EXERCISE:
Among the entries below, only the lines starting at the one with "arity(args, 2)?;" and ending at the one with "pub fn close_send(&self)", both included, are to be printed exactly.
START EXERCISE INPUTS
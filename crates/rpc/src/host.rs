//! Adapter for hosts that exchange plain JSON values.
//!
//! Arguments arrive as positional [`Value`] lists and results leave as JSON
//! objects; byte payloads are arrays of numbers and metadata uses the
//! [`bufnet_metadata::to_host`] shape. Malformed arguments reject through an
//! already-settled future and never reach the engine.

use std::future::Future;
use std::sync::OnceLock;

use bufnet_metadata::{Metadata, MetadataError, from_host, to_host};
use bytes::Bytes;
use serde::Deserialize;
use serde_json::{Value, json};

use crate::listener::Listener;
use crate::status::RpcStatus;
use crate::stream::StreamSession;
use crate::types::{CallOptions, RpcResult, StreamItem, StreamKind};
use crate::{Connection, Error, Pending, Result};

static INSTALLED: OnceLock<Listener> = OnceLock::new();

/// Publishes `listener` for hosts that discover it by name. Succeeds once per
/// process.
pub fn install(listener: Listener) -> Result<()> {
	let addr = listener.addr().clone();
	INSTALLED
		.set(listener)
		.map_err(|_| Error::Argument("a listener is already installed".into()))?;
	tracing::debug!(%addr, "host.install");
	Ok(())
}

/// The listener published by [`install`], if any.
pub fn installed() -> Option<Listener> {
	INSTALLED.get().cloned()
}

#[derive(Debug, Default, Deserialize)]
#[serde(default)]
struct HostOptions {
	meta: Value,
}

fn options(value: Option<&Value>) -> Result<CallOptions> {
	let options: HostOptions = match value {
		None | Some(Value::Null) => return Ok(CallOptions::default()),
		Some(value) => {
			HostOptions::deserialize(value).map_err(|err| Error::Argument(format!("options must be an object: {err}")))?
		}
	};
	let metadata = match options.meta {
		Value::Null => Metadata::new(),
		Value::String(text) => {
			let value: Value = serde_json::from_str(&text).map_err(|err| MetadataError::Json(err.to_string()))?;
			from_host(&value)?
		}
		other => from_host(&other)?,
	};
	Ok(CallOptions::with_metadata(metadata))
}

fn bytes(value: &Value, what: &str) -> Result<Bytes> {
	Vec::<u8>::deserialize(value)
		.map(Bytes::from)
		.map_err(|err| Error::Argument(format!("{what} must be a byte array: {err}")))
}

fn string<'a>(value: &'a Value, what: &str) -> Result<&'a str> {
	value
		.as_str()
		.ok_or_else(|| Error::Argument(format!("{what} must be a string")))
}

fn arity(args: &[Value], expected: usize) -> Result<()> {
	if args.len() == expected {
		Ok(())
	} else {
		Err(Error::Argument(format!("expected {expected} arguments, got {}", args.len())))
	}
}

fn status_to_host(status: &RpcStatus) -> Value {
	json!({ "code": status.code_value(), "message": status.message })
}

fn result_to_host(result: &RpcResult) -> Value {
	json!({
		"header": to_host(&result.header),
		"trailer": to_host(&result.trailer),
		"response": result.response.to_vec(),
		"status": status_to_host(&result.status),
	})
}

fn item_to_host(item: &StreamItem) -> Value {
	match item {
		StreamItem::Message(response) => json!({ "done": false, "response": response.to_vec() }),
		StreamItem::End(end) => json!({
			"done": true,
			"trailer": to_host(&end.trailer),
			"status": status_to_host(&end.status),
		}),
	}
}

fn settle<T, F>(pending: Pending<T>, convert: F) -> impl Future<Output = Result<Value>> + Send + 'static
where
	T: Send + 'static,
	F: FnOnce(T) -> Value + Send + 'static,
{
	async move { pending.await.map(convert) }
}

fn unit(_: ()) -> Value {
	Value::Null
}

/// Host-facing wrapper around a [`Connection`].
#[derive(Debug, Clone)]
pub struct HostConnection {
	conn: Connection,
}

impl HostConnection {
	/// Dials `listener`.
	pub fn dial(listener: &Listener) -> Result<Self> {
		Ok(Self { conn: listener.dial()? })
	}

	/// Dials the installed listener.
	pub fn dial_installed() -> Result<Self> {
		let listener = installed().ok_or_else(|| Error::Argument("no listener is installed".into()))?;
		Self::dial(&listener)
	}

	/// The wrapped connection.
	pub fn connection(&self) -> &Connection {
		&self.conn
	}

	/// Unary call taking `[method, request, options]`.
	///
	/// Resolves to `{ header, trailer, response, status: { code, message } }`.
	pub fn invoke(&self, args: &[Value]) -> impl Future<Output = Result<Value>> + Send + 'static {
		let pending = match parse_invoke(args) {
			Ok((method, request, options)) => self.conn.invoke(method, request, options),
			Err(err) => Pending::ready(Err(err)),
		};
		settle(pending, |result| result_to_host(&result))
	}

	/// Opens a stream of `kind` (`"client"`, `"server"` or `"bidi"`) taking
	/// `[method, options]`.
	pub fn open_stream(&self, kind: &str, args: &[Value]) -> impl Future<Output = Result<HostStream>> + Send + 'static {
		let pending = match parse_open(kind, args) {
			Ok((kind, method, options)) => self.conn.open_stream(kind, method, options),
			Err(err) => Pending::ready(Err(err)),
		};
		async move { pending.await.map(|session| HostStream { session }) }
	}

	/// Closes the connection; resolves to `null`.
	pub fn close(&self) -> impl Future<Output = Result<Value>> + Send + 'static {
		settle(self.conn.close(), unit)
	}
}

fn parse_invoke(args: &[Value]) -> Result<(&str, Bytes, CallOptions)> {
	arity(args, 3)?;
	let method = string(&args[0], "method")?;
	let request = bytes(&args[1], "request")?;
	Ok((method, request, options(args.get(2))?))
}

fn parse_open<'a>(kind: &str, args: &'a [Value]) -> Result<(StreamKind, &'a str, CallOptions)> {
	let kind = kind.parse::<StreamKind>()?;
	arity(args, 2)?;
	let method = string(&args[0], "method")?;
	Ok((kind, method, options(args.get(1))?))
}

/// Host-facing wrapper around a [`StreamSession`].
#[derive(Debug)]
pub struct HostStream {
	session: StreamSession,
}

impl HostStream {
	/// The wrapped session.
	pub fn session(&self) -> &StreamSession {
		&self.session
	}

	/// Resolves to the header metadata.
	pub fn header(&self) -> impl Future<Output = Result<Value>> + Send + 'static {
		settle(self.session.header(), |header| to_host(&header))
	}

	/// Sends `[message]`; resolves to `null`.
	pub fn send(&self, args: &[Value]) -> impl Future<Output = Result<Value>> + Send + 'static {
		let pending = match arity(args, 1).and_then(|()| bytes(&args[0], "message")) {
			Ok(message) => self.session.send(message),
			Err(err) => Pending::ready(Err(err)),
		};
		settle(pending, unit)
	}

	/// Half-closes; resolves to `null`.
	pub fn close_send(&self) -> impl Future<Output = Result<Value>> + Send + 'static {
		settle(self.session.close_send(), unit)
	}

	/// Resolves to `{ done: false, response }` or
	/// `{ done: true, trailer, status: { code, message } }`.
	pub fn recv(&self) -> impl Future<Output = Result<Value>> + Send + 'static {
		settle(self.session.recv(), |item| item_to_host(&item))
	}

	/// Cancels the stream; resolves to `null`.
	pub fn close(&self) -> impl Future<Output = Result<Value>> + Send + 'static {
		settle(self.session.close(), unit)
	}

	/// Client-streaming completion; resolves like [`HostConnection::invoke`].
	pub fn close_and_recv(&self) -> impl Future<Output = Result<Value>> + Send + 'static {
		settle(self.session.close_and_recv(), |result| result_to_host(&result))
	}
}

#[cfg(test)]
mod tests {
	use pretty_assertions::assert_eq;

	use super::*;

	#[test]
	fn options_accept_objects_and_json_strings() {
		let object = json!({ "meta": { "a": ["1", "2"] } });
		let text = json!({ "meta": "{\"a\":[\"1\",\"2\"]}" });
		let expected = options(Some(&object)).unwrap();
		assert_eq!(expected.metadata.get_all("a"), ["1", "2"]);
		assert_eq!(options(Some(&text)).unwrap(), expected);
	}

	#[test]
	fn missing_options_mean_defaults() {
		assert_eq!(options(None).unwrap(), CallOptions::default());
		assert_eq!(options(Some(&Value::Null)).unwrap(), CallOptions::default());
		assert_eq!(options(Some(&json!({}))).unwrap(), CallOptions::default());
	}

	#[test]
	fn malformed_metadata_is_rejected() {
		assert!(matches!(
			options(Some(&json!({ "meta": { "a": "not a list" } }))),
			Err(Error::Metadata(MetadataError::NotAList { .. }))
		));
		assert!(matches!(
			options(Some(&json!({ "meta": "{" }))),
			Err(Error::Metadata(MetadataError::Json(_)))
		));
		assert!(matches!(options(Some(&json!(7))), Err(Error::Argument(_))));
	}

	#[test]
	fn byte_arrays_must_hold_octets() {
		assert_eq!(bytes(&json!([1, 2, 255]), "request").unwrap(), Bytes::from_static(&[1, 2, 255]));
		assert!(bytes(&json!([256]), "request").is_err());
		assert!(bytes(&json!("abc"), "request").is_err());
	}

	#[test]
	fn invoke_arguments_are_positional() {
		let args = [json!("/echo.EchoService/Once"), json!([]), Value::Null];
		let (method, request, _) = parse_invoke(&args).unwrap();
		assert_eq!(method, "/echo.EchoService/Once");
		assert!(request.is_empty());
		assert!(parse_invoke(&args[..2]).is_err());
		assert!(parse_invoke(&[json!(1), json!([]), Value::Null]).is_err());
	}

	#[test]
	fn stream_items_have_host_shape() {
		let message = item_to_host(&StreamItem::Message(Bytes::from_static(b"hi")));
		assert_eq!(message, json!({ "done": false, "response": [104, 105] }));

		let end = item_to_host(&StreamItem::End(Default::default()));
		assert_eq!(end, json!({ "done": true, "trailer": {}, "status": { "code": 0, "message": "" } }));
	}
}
END EXERCISE INPUTS
START EXERCISE INPUTS
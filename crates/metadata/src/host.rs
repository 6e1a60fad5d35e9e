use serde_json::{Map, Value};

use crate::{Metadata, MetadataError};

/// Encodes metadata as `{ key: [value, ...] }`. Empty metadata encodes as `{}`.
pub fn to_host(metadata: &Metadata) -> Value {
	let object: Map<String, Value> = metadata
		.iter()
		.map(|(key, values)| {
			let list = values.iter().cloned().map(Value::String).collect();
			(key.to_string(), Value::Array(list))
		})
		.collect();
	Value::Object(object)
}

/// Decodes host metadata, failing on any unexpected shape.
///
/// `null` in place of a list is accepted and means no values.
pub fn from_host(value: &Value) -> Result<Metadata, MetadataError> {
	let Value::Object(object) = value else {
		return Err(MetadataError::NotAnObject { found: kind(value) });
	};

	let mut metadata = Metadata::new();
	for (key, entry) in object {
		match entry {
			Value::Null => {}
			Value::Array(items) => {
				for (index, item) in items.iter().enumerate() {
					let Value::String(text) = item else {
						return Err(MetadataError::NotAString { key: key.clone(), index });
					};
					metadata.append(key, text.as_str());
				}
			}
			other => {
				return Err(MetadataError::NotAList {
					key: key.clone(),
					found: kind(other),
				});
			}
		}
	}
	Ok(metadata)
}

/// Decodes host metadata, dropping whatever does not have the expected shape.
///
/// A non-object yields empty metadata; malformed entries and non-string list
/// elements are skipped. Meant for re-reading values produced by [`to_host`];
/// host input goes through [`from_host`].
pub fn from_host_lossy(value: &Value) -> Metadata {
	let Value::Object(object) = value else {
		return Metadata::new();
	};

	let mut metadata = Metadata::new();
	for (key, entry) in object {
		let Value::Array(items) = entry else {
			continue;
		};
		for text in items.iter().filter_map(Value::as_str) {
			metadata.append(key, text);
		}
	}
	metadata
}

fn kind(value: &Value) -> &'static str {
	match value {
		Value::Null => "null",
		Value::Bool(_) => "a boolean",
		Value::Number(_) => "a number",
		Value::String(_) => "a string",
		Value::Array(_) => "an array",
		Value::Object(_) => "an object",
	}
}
END EXERCISE INPUTS
START EXERCISE INPUTS
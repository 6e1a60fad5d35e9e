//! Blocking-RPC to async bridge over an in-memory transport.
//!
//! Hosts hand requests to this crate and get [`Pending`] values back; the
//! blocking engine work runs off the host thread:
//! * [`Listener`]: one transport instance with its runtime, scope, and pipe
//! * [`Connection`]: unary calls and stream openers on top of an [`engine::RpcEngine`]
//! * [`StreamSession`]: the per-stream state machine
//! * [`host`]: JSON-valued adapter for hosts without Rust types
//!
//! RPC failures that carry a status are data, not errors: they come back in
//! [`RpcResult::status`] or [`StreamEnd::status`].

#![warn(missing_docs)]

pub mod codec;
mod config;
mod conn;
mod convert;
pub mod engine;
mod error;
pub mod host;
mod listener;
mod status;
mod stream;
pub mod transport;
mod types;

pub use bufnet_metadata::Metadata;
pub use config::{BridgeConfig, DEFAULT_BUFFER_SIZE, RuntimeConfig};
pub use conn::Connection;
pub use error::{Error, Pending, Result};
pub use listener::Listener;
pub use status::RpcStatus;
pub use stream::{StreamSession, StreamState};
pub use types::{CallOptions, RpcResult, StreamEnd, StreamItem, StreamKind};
END EXERCISE INPUTS
TASK SOLUTION:
	arity(args, 2)?;
	let method = string(&args[0], "method")?;
	Ok((kind, method, options(args.get(1))?))
}

/// Host-facing wrapper around a [`StreamSession`].
#[derive(Debug)]
pub struct HostStream {
	session: StreamSession,
}

impl HostStream {
	/// The wrapped session.
	pub fn session(&self) -> &StreamSession {
		&self.session
	}

	/// Resolves to the header metadata.
	pub fn header(&self) -> impl Future<Output = Result<Value>> + Send + 'static {
		settle(self.session.header(), |header| to_host(&header))
	}

	/// Sends `[message]`; resolves to `null`.
	pub fn send(&self, args: &[Value]) -> impl Future<Output = Result<Value>> + Send + 'static {
		let pending = match arity(args, 1).and_then(|()| bytes(&args[0], "message")) {
			Ok(message) => self.session.send(message),
			Err(err) => Pending::ready(Err(err)),
		};
		settle(pending, unit)
	}

	/// Half-closes; resolves to `null`.
	pub fn close_send(&self) -> impl Future<Output = Result<Value>> + Send + 'static {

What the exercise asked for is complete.